Sega Has Cancelled Hyenas And Other Unannounced Europe Division Titles

Possible Layoffs Are Looming over the Total War Studio

Sega has cancelled Total War developer Creative Assembly’s multiplayer extraction shooter Hyenas alongside other unannounced in-the-works titles at the publisher’s European division, according to a notice on SegaSammy.

One reason behind the cancellations that Sega blames is the economic downturn and lowered profit opportunities in the publisher’s European division.  To offset the losses, Sega plans to restructure the European side of its business by “implementing the reduction of various fixed expenses,” which sounds like layoffs could be coming.

“The environment surrounding the consumer area has been rapidly changing, including reactionary decline from the stay-at-home demand in COVID-19 and the economic downturn due to inflation in the European region, and profitability has been lowered mainly in European bases,” Sega said.

The publisher’s parent company has warned investors in a notice to expect a record loss of  14.3 billion yen ($95.8 million USD) this financial year ending on March 31st, 2024 and says the restructuring includes cancelling titles to reduce fixed expenses and reviewing in-development games. For Creative Assembly, the move comes out of left field; Hyenas’ development studio expected the game to enter the final stages of development with its most recent opportunity to get it into the hands of the players at Gamescom and the most recent beta.
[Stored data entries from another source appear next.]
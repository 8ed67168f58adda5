use crate::api::daily_log::{ExemptionQuery, ExemptionResponse, LogActivity};
use crate::api::day_off::{
    AttachMessage, CastVote, CreateDayOff, DayOffFilter, DayOffListResponse, ReactionEvent,
};
use crate::model::daily_log::DailyLogEntry;
use crate::model::day_off_request::{
    DayOffRequest, RetractOutcome, Tally, VoteChoice, VoteOutcome, VoteResult,
};
use crate::voting::service::{ReactionOutcome, VoteReceipt, VoteStatus};
use utoipa::OpenApi;

#[derive(OpenApi)]
#[openapi(
    info(
        title = "Day-off Vote API",
        version = "1.0.0",
        description = r#"
## Community day-off voting

Members of a fitness challenge community ask the group for a day off from the daily
logging requirement. Everyone votes yes or no, either through the API or by reacting
to the request message in chat.

### Closing rules
- A request is **approved** as soon as it reaches the yes-vote threshold
- Otherwise it closes at its deadline and is **rejected**
- Every closed request is announced exactly once in the results channel

### Logging
While an approved day-off covers a date, `POST /api/log` is skipped for covered members
and `GET /api/exemptions` reports them as exempt.

### Identity
The chat gateway passes the acting member's chat user id in the `X-Participant-Id` header.
"#,
    ),
    paths(
        crate::api::day_off::create_dayoff,
        crate::api::day_off::dayoff_list,
        crate::api::day_off::get_dayoff,
        crate::api::day_off::cast_vote,
        crate::api::day_off::retract_vote,
        crate::api::day_off::attach_message,
        crate::api::day_off::reaction,

        crate::api::daily_log::log_activity,
        crate::api::daily_log::exemption
    ),
    components(
        schemas(
            CreateDayOff,
            CastVote,
            AttachMessage,
            ReactionEvent,
            DayOffFilter,
            DayOffListResponse,
            DayOffRequest,
            VoteChoice,
            VoteResult,
            VoteOutcome,
            RetractOutcome,
            Tally,
            VoteReceipt,
            VoteStatus,
            ReactionOutcome,
            LogActivity,
            ExemptionQuery,
            ExemptionResponse,
            DailyLogEntry
        )
    ),
    tags(
        (name = "DayOff", description = "Day-off requests and voting"),
        (name = "Log", description = "Daily activity logging and exemptions"),
    )
)]
pub struct ApiDoc;

#[cfg(test)]
mod tests {
    use super::*;

    #[test]
    fn document_lists_routes_and_response_schemas() {
        let doc = ApiDoc::openapi();
        assert!(doc.paths.paths.contains_key("/api/dayoff/{request_id}"));
        assert!(doc.paths.paths.contains_key("/api/reactions"));

        let schemas = &doc.components.expect("components").schemas;
        assert!(schemas.contains_key("VoteStatus"));
        assert!(schemas.contains_key("ReactionOutcome"));
        assert!(schemas.contains_key("DailyLogEntry"));
    }
}
pub mod approved_cache;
Now, while the cancellation was all the developers were told by Sega today, a dark cloud of possible massive studio layoffs and redundancy is looming over Creative Assembly’s workforce, according to a source close to the situation via IGN’s reporting. Before the cancellation, Sega had commented that Hyenas was a “challenging title” but was “striving to improve its quality” by making “final adjustments to its business model.” According to VGC, it sounded like the Yakuza publisher wanted to shift the game to a free-to-play model to get more profitability out of the title that Creative Assembly initially ruled out.